What follows is a block of records; reproduce all of it verbatim.
_____
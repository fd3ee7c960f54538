#![allow(dead_code)]

use std::sync::Arc;

use chrono::{DateTime, NaiveDate, Utc};
use serde_json::Map;
use uuid::Uuid;

use appointment_cell::{
    Appointment, AppointmentOrigin, CancelAppointmentRequest, Collaborators, CreateAppointmentRequest,
    InMemoryCompetencyRegistry, InMemoryServiceCatalog, RecordingNotificationDispatcher,
    RescheduleAppointmentRequest, SchedulingEngine, ServiceDefinition,
};
use availability_cell::CreateAvailabilityWindowRequest;
use monitoring_cell::InMemoryMetricsRecorder;
use shared_config::SchedulingConfig;
use shared_utils::test_utils::{at, future_day, init_test_tracing, time_of_day};

pub struct Harness {
    pub tenant_id: Uuid,
    pub professional_id: Uuid,
    pub client_id: Uuid,
    pub actor_id: Uuid,
    pub day: NaiveDate,
    pub engine: SchedulingEngine,
    pub catalog: Arc<InMemoryServiceCatalog>,
    pub competency: Arc<InMemoryCompetencyRegistry>,
    pub notifier: Arc<RecordingNotificationDispatcher>,
    pub metrics: Arc<InMemoryMetricsRecorder>,
}

impl Harness {
    pub fn new() -> Self {
        Self::with_config(SchedulingConfig::default())
    }

    pub fn with_config(config: SchedulingConfig) -> Self {
        init_test_tracing();

        let catalog = Arc::new(InMemoryServiceCatalog::new());
        let competency = Arc::new(InMemoryCompetencyRegistry::new());
        let notifier = Arc::new(RecordingNotificationDispatcher::new());
        let metrics = Arc::new(InMemoryMetricsRecorder::new());

        let collaborators = Collaborators {
            catalog: catalog.clone(),
            competency: competency.clone(),
            notifier: notifier.clone(),
            ..Collaborators::default()
        };

        Self {
            tenant_id: Uuid::new_v4(),
            professional_id: Uuid::new_v4(),
            client_id: Uuid::new_v4(),
            actor_id: Uuid::new_v4(),
            day: future_day(14),
            engine: SchedulingEngine::new(config, collaborators, metrics.clone()),
            catalog,
            competency,
            notifier,
            metrics,
        }
    }

    pub fn at(&self, hour: u32, minute: u32) -> DateTime<Utc> {
        at(self.day, hour, minute)
    }

    /// Create a window for the harness professional and generate its slots.
    pub async fn slots(&self, start: (u32, u32), end: (u32, u32), duration: i32, capacity: i32) -> Vec<Uuid> {
        let window = self
            .engine
            .availability
            .create_window(CreateAvailabilityWindowRequest {
                tenant_id: self.tenant_id,
                professional_id: self.professional_id,
                date: self.day,
                start_time: time_of_day(start.0, start.1),
                end_time: time_of_day(end.0, end.1),
                slot_duration_minutes: duration,
                capacity_per_slot: capacity,
                is_recurring: None,
                recurrence_rule: None,
            })
            .await
            .unwrap();

        self.engine
            .slot_generator
            .generate(self.tenant_id, window.id)
            .await
            .unwrap()
            .slot_ids
    }

    pub async fn used(&self, slot_id: Uuid) -> i32 {
        self.engine
            .slot_store
            .get_slot(self.tenant_id, slot_id)
            .await
            .unwrap()
            .unwrap()
            .used_capacity
    }

    pub fn request(&self, origin: AppointmentOrigin) -> CreateAppointmentRequest {
        CreateAppointmentRequest {
            tenant_id: self.tenant_id,
            client_id: self.client_id,
            professional_id: self.professional_id,
            start_time: None,
            end_time: None,
            origin,
            slot_id: None,
            service_id: None,
            metadata: Map::new(),
            actor_id: self.actor_id,
        }
    }

    pub fn manual(&self, start: DateTime<Utc>, end: DateTime<Utc>) -> CreateAppointmentRequest {
        CreateAppointmentRequest {
            start_time: Some(start),
            end_time: Some(end),
            ..self.request(AppointmentOrigin::Operator)
        }
    }

    pub async fn book(&self, slot_id: Uuid, client_id: Uuid) -> Appointment {
        self.engine
            .lifecycle
            .create(CreateAppointmentRequest {
                client_id,
                slot_id: Some(slot_id),
                ..self.request(AppointmentOrigin::Operator)
            })
            .await
            .unwrap()
    }

    pub fn cancel_by(&self, cancelled_by: AppointmentOrigin) -> CancelAppointmentRequest {
        CancelAppointmentRequest {
            reason: Some("test".to_string()),
            actor_id: self.actor_id,
            cancelled_by,
        }
    }

    pub fn move_to_slot(&self, slot_id: Uuid) -> RescheduleAppointmentRequest {
        RescheduleAppointmentRequest {
            new_slot_id: Some(slot_id),
            new_start_time: None,
            new_end_time: None,
            new_professional_id: None,
            reason: Some("client asked".to_string()),
            actor_id: self.actor_id,
            requested_by: AppointmentOrigin::Operator,
        }
    }

    pub fn service(&self, duration_minutes: Option<i32>) -> ServiceDefinition {
        ServiceDefinition {
            id: Uuid::new_v4(),
            tenant_id: self.tenant_id,
            name: "Consultation".to_string(),
            active: true,
            is_clinical: true,
            duration_minutes,
            min_session_interval_days: None,
            pre_visit_requirements: Vec::new(),
        }
    }

    pub fn add_service(&self, service: ServiceDefinition) -> Uuid {
        let id = service.id;
        self.catalog.add(service);
        id
    }
}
_____
* Result of the task
repository fd3ee7c960f54538
#![allow(dead_code)]

use std::sync::Arc;

use chrono::{DateTime, NaiveDate, Utc};
use serde_json::Map;
use uuid::Uuid;

use appointment_cell::{
    Appointment, AppointmentOrigin, CancelAppointmentRequest, Collaborators, CreateAppointmentRequest,
    InMemoryCompetencyRegistry, InMemoryServiceCatalog, RecordingNotificationDispatcher,
    RescheduleAppointmentRequest, SchedulingEngine, ServiceDefinition,
};
use availability_cell::CreateAvailabilityWindowRequest;
use monitoring_cell::InMemoryMetricsRecorder;
use shared_config::SchedulingConfig;
use shared_utils::test_utils::{at, future_day, init_test_tracing, time_of_day};

pub struct Harness {
    pub tenant_id: Uuid,
    pub professional_id: Uuid,
    pub client_id: Uuid,
    pub actor_id: Uuid,
    pub day: NaiveDate,
    pub engine: SchedulingEngine,
    pub catalog: Arc<InMemoryServiceCatalog>,
    pub competency: Arc<InMemoryCompetencyRegistry>,
    pub notifier: Arc<RecordingNotificationDispatcher>,
    pub metrics: Arc<InMemoryMetricsRecorder>,
}

impl Harness {
    pub fn new() -> Self {
        Self::with_config(SchedulingConfig::default())
    }

    pub fn with_config(config: SchedulingConfig) -> Self {
        init_test_tracing();

        let catalog = Arc::new(InMemoryServiceCatalog::new());
        let competency = Arc::new(InMemoryCompetencyRegistry::new());
        let notifier = Arc::new(RecordingNotificationDispatcher::new());
        let metrics = Arc::new(InMemoryMetricsRecorder::new());

        let collaborators = Collaborators {
            catalog: catalog.clone(),
            competency: competency.clone(),
            notifier: notifier.clone(),
            ..Collaborators::default()
        };

        Self {
            tenant_id: Uuid::new_v4(),
            professional_id: Uuid::new_v4(),
            client_id: Uuid::new_v4(),
            actor_id: Uuid::new_v4(),
            day: future_day(14),
            engine: SchedulingEngine::new(config, collaborators, metrics.clone()),
            catalog,
            competency,
            notifier,
            metrics,
        }
    }

    pub fn at(&self, hour: u32, minute: u32) -> DateTime<Utc> {
        at(self.day, hour, minute)
    }

    /// Create a window for the harness professional and generate its slots.
    pub async fn slots(&self, start: (u32, u32), end: (u32, u32), duration: i32, capacity: i32) -> Vec<Uuid> {
        let window = self
            .engine
            .availability
            .create_window(CreateAvailabilityWindowRequest {
                tenant_id: self.tenant_id,
                professional_id: self.professional_id,
                date: self.day,
                start_time: time_of_day(start.0, start.1),
                end_time: time_of_day(end.0, end.1),
                slot_duration_minutes: duration,
                capacity_per_slot: capacity,
                is_recurring: None,
                recurrence_rule: None,
            })
            .await
            .unwrap();

        self.engine
            .slot_generator
            .generate(self.tenant_id, window.id)
            .await
            .unwrap()
            .slot_ids
    }

    pub async fn used(&self, slot_id: Uuid) -> i32 {
        self.engine
            .slot_store
            .get_slot(self.tenant_id, slot_id)
            .await
            .unwrap()
            .unwrap()
            .used_capacity
    }

    pub fn request(&self, origin: AppointmentOrigin) -> CreateAppointmentRequest {
        CreateAppointmentRequest {
            tenant_id: self.tenant_id,
            client_id: self.client_id,
            professional_id: self.professional_id,
            start_time: None,
            end_time: None,
            origin,
            slot_id: None,
            service_id: None,
            metadata: Map::new(),
            actor_id: self.actor_id,
        }
    }

    pub fn manual(&self, start: DateTime<Utc>, end: DateTime<Utc>) -> CreateAppointmentRequest {
        CreateAppointmentRequest {
            start_time: Some(start),
            end_time: Some(end),
            ..self.request(AppointmentOrigin::Operator)
        }
    }

    pub async fn book(&self, slot_id: Uuid, client_id: Uuid) -> Appointment {
        self.engine
            .lifecycle
            .create(CreateAppointmentRequest {
                client_id,
                slot_id: Some(slot_id),
                ..self.request(AppointmentOrigin::Operator)
            })
            .await
            .unwrap()
    }

    pub fn cancel_by(&self, cancelled_by: AppointmentOrigin) -> CancelAppointmentRequest {
        CancelAppointmentRequest {
            reason: Some("test".to_string()),
            actor_id: self.actor_id,
            cancelled_by,
        }
    }

    pub fn move_to_slot(&self, slot_id: Uuid) -> RescheduleAppointmentRequest {
        RescheduleAppointmentRequest {
            new_slot_id: Some(slot_id),
            new_start_time: None,
            new_end_time: None,
            new_professional_id: None,
            reason: Some("client asked".to_string()),
            actor_id: self.actor_id,
            requested_by: AppointmentOrigin::Operator,
        }
    }

    pub fn service(&self, duration_minutes: Option<i32>) -> ServiceDefinition {
        ServiceDefinition {
            id: Uuid::new_v4(),
            tenant_id: self.tenant_id,
            name: "Consultation".to_string(),
            active: true,
            is_clinical: true,
            duration_minutes,
            min_session_interval_days: None,
            pre_visit_requirements: Vec::new(),
        }
    }

    pub fn add_service(&self, service: ServiceDefinition) -> Uuid {
        let id = service.id;
        self.catalog.add(service);
        id
    }
}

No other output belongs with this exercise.